▶ **WHAT IS REQUIRED**: Go through the listing below and gather every line with the word "MarkerKind".

----------

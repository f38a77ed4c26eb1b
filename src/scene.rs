//! Geographic content of the map: development regions, farms and the risk zone.

use crate::coverage::buffer_point;
use crate::error::MapError;
use crate::projection::{project_point, project_ring};
use geo::{Point, Polygon};
use serde::{Deserialize, Serialize};

#[derive(Debug, Clone, Serialize, Deserialize)]
#[serde(rename_all = "camelCase")]
pub struct Region {
    pub name: String,
    /// Closed `(lon, lat)` ring.
    pub ring: Vec<(f64, f64)>,
    /// Palette name or hex color.
    pub color: String,
    /// `None` shares the legend entry of an earlier region with the same color.
    pub label: Option<String>,
}

#[derive(Debug, Clone, Copy, PartialEq, Eq, Serialize, Deserialize)]
#[serde(rename_all = "lowercase")]
pub enum MarkerKind {
    Primary,
    Other,
}

#[derive(Debug, Clone, Serialize, Deserialize)]
#[serde(rename_all = "camelCase")]
pub struct Marker {
    pub name: String,
    pub lon: f64,
    pub lat: f64,
    pub kind: MarkerKind,
    pub color: String,
    /// Marker area in pt^2.
    pub size: f32,
    pub edge_color: String,
    pub edge_width: f32,
}

#[derive(Debug, Clone, Serialize, Deserialize)]
#[serde(rename_all = "camelCase")]
pub struct RiskZone {
    pub lon: f64,
    pub lat: f64,
    pub radius_m: f64,
    pub color: String,
}

#[derive(Debug, Clone, Serialize, Deserialize)]
#[serde(rename_all = "camelCase")]
pub struct Header {
    pub kicker: String,
    pub title: String,
    pub subtitle: Vec<String>,
}

#[derive(Debug, Clone, Serialize, Deserialize)]
#[serde(rename_all = "camelCase")]
pub struct LegendText {
    pub title: String,
    pub zone: String,
    pub primary_marker: String,
    pub other_marker: String,
}

#[derive(Debug, Clone, Serialize, Deserialize)]
#[serde(rename_all = "camelCase")]
pub struct Scene {
    pub regions: Vec<Region>,
    pub markers: Vec<Marker>,
    pub risk_zone: RiskZone,
    pub header: Header,
    pub legend: LegendText,
}

impl Scene {
    /// Housing plans around the goat farm east of Deventer.
    pub fn deventer() -> Self {
        let regions = vec![
            Region {
                name: "400 woningen".to_string(),
                ring: vec![
                    (6.1672178, 52.2786201),
                    (6.1673895, 52.2777274),
                    (6.1659732, 52.2772547),
                    (6.1676469, 52.2754692),
                    (6.1698142, 52.2752329),
                    (6.1693636, 52.2743795),
                    (6.1722818, 52.2743926),
                    (6.173462, 52.2776617),
                    (6.1702219, 52.2783313),
                    (6.1672178, 52.2786201),
                ],
                color: "blauw".to_string(),
                label: Some("Reeds gebouwd (400)".to_string()),
            },
            Region {
                name: "800 woningen".to_string(),
                ring: vec![
                    (6.173462, 52.2776617),
                    (6.1763947, 52.277302),
                    (6.1776822, 52.2797701),
                    (6.1705368, 52.2807153),
                    (6.1703222, 52.2801509),
                    (6.1678117, 52.2804397),
                    (6.1671679, 52.2787068),
                    (6.1701505, 52.2784442),
                    (6.173462, 52.2776617),
                ],
                color: "roze".to_string(),
                label: Some("Wordt nu gebouwd (800)".to_string()),
            },
            Region {
                name: "1600 woningen".to_string(),
                ring: vec![
                    (6.17936, 52.2762582),
                    (6.1783729, 52.2739343),
                    (6.1967192, 52.2736454),
                    (6.1963759, 52.2754442),
                    (6.1973415, 52.276954),
                    (6.1911402, 52.2777417),
                    (6.1872993, 52.2771115),
                    (6.183158, 52.2762582),
                    (6.17936, 52.2762582),
                ],
                color: "geel".to_string(),
                label: Some("Nog te bouwen (1.640)".to_string()),
            },
            Region {
                name: "40 woningen".to_string(),
                ring: vec![
                    (6.1865383, 52.2710481),
                    (6.1868674, 52.2699887),
                    (6.1879484, 52.269978),
                    (6.1883829, 52.2704245),
                    (6.1883922, 52.2711852),
                    (6.1865383, 52.2710481),
                ],
                color: "geel".to_string(),
                label: None,
            },
        ];

        let farm = |name: &str, lon: f64, lat: f64| Marker {
            name: name.to_string(),
            lon,
            lat,
            kind: MarkerKind::Other,
            color: "dollargroen".to_string(),
            size: 200.0,
            edge_color: "#FFFFFF".to_string(),
            edge_width: 2.0,
        };

        let markers = vec![
            Marker {
                name: "geitenhouderij".to_string(),
                lon: 6.1801997,
                lat: 52.2742744,
                kind: MarkerKind::Primary,
                color: "rood".to_string(),
                size: 300.0,
                edge_color: "#FFFFFF".to_string(),
                edge_width: 2.0,
            },
            farm("varkens", 6.1886441, 52.2772935),
            farm("koeien", 6.192552, 52.2759297),
        ];

        Self {
            regions,
            markers,
            risk_zone: RiskZone {
                lon: 6.1801997,
                lat: 52.2742744,
                radius_m: 1000.0,
                color: "rood".to_string(),
            },
            header: Header {
                kicker: "FOLLOW THE MONEY".to_string(),
                title: "Woningen en geiten in Deventer".to_string(),
                subtitle: vec![
                    "Binnen 1 kilometer van deze geitenhouderij zijn al 400 woningen gebouwd."
                        .to_string(),
                    "Als drie andere bouwplannen doorgaan, komen daar nog 2.440 woningen bij."
                        .to_string(),
                ],
            },
            legend: LegendText {
                title: "LEGENDA".to_string(),
                zone: "1 km risicozone".to_string(),
                primary_marker: "Geitenhouderij".to_string(),
                other_marker: "Overige veehouderij".to_string(),
            },
        }
    }

    pub fn validate(&self) -> Result<(), MapError> {
        if self.regions.is_empty() {
            return Err(MapError::InvalidScene("no regions".to_string()));
        }
        for region in &self.regions {
            let mut distinct: Vec<(f64, f64)> = Vec::new();
            for vertex in &region.ring {
                if !vertex.0.is_finite() || !vertex.1.is_finite() {
                    return Err(MapError::InvalidScene(format!(
                        "region {:?} has a non-finite vertex",
                        region.name
                    )));
                }
                if !distinct.contains(vertex) {
                    distinct.push(*vertex);
                }
            }
            if distinct.len() < 3 {
                return Err(MapError::InvalidScene(format!(
                    "region {:?} needs at least three distinct vertices",
                    region.name
                )));
            }
        }
        let radius = self.risk_zone.radius_m;
        if !radius.is_finite() || radius <= 0.0 {
            return Err(MapError::InvalidScene(format!(
                "risk zone radius must be positive, got {radius}"
            )));
        }
        Ok(())
    }

    pub fn project(&self, quad_segments: usize) -> ProjectedScene {
        let regions = self
            .regions
            .iter()
            .map(|region| ProjectedRegion {
                name: region.name.clone(),
                polygon: project_ring(&region.ring),
            })
            .collect();
        let markers = self
            .markers
            .iter()
            .map(|marker| project_point(Point::new(marker.lon, marker.lat)))
            .collect();
        let center = project_point(Point::new(self.risk_zone.lon, self.risk_zone.lat));
        ProjectedScene {
            regions,
            markers,
            zone: buffer_point(center, self.risk_zone.radius_m, quad_segments),
        }
    }
}

impl Default for Scene {
    fn default() -> Self {
        Self::deventer()
    }
}

#[derive(Debug, Clone)]
pub struct ProjectedRegion {
    pub name: String,
    pub polygon: Polygon<f64>,
}

/// Scene geometry in Web Mercator meters. Indexes match the source `Scene`.
#[derive(Debug, Clone)]
pub struct ProjectedScene {
    pub regions: Vec<ProjectedRegion>,
    pub markers: Vec<Point<f64>>,
    pub zone: Polygon<f64>,
}

impl ProjectedScene {
    pub fn region_polygons(&self) -> impl Iterator<Item = (&str, &Polygon<f64>)> {
        self.regions
            .iter()
            .map(|region| (region.name.as_str(), &region.polygon))
    }
}

#[cfg(test)]
mod tests {
    use super::*;

    #[test]
    fn deventer_scene_is_valid() {
        let scene = Scene::deventer();
        scene.validate().expect("valid scene");
        assert_eq!(scene.regions.len(), 4);
        assert_eq!(scene.markers.len(), 3);
        assert_eq!(
            scene
                .markers
                .iter()
                .filter(|m| m.kind == MarkerKind::Primary)
                .count(),
            1
        );
    }

    #[test]
    fn rejects_short_ring() {
        let mut scene = Scene::deventer();
        scene.regions[0].ring = vec![(6.0, 52.0), (6.1, 52.0), (6.0, 52.0)];
        let err = scene.validate().unwrap_err();
        assert!(matches!(err, MapError::InvalidScene(_)));
    }

    #[test]
    fn rejects_non_positive_radius() {
        let mut scene = Scene::deventer();
        scene.risk_zone.radius_m = 0.0;
        assert!(scene.validate().is_err());
    }

    #[test]
    fn projection_keeps_indexes() {
        let scene = Scene::deventer();
        let projected = scene.project(16);
        assert_eq!(projected.regions.len(), scene.regions.len());
        assert_eq!(projected.markers.len(), scene.markers.len());
        assert_eq!(projected.regions[2].name, "1600 woningen");
        assert_eq!(projected.zone.exterior().0.len(), 65);
    }

    #[test]
    fn scene_round_trips_through_json() {
        let scene = Scene::deventer();
        let json = serde_json::to_string(&scene).expect("serialize");
        let back: Scene = serde_json::from_str(&json).expect("deserialize");
        assert_eq!(back.regions[3].label, None);
        assert_eq!(back.markers[0].kind, MarkerKind::Primary);

        let value = serde_json::to_value(&scene).expect("value");
        assert!(value.get("riskZone").is_some());
        assert!(value["riskZone"].get("radiusM").is_some());
    }
}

----------

▶ **ANSWER BELOW**:
pub enum MarkerKind {
    pub kind: MarkerKind,
            kind: MarkerKind::Other,
                kind: MarkerKind::Primary,
                .filter(|m| m.kind == MarkerKind::Primary)
        assert_eq!(back.markers[0].kind, MarkerKind::Primary);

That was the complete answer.